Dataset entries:

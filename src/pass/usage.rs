// Directive usage pass
//
//  Copyright (C) 2014-2023 Ryan Specialty, LLC.
//
//  This file is part of Weft.
//
//  This program is free software: you can redistribute it and/or modify
//  it under the terms of the GNU General Public License as published by
//  the Free Software Foundation, either version 3 of the License, or
//  (at your option) any later version.
//
//  This program is distributed in the hope that it will be useful,
//  but WITHOUT ANY WARRANTY; without even the implied warranty of
//  MERCHANTABILITY or FITNESS FOR A PARTICULAR PURPOSE.  See the
//  GNU General Public License for more details.
//
//  You should have received a copy of the GNU General Public License
//  along with this program.  If not, see <http://www.gnu.org/licenses/>.

//! Enforce [`DirectiveUsage`] constraints.
//!
//! A file-scoped directive must appear at the top level of the template,
//!   not within markup or a section.
//! A file-scoped singly-occurring directive may appear only once;
//!   the first occurrence remains in effect and later ones are dropped.
//!
//! The registry only describes grammar,
//!   so these constraints are enforced here rather than when directives
//!   are classified.

use super::{DirectiveClassificationPass, Pass, PassError};
use crate::{
    directive::{DirectiveError, DirectiveRegistry, DirectiveUsage},
    ir::{IrDocument, IrNode},
    span::Span,
};
use fxhash::FxHashMap;
use std::sync::Arc;
use tracing::trace;

pub struct DirectiveUsagePass {
    registry: Arc<DirectiveRegistry>,
}

impl DirectiveUsagePass {
    pub const NAME: &'static str = "directive-usage";
    pub const ORDER: i32 = 110;

    pub fn new(registry: Arc<DirectiveRegistry>) -> Self {
        Self { registry }
    }
}

impl Pass for DirectiveUsagePass {
    fn name(&self) -> &'static str {
        Self::NAME
    }

    fn order(&self) -> i32 {
        Self::ORDER
    }

    fn after(&self) -> &'static [&'static str] {
        &[DirectiveClassificationPass::NAME]
    }

    fn execute(&self, doc: &mut IrDocument) -> Result<(), PassError> {
        let mut first = FxHashMap::<String, Span>::default();
        let ids = doc.find_all(|node| matches!(node, IrNode::Directive(_)));

        for id in ids {
            let IrNode::Directive(dir) = doc.node(id) else {
                continue;
            };

            let Some(usage) = self.registry.get(&dir.name).map(|d| d.usage())
            else {
                continue;
            };

            if !usage.is_file_scoped() {
                continue;
            }

            let name = dir.name.clone();
            let span = doc.nearest_span(id);

            let err = if doc.parent(id) != Some(doc.method()) {
                DirectiveError::MisplacedDirective { name, span }
            } else if usage == DirectiveUsage::FileScopedSinglyOccurring {
                match first.get(&name) {
                    Some(first) => DirectiveError::DuplicateDirective {
                        name,
                        span,
                        first: *first,
                    },
                    None => {
                        first.insert(name, span);
                        continue;
                    }
                }
            } else {
                continue;
            };

            trace!(error = %err, "directive dropped");
            doc.report(&err);
            doc.detach(id);
        }

        Ok(())
    }
}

**EXERCISE GOAL:** The lines above, from the start of the records through the one containing "it and/or modify", are to be printed exactly, and nothing else is to be included.

**EXPECTED OUTPUT:**
filename src/pass/usage.rs
// Directive usage pass
//
//  Copyright (C) 2014-2023 Ryan Specialty, LLC.
//
//  This file is part of Weft.
//
//  This program is free software: you can redistribute it and/or modify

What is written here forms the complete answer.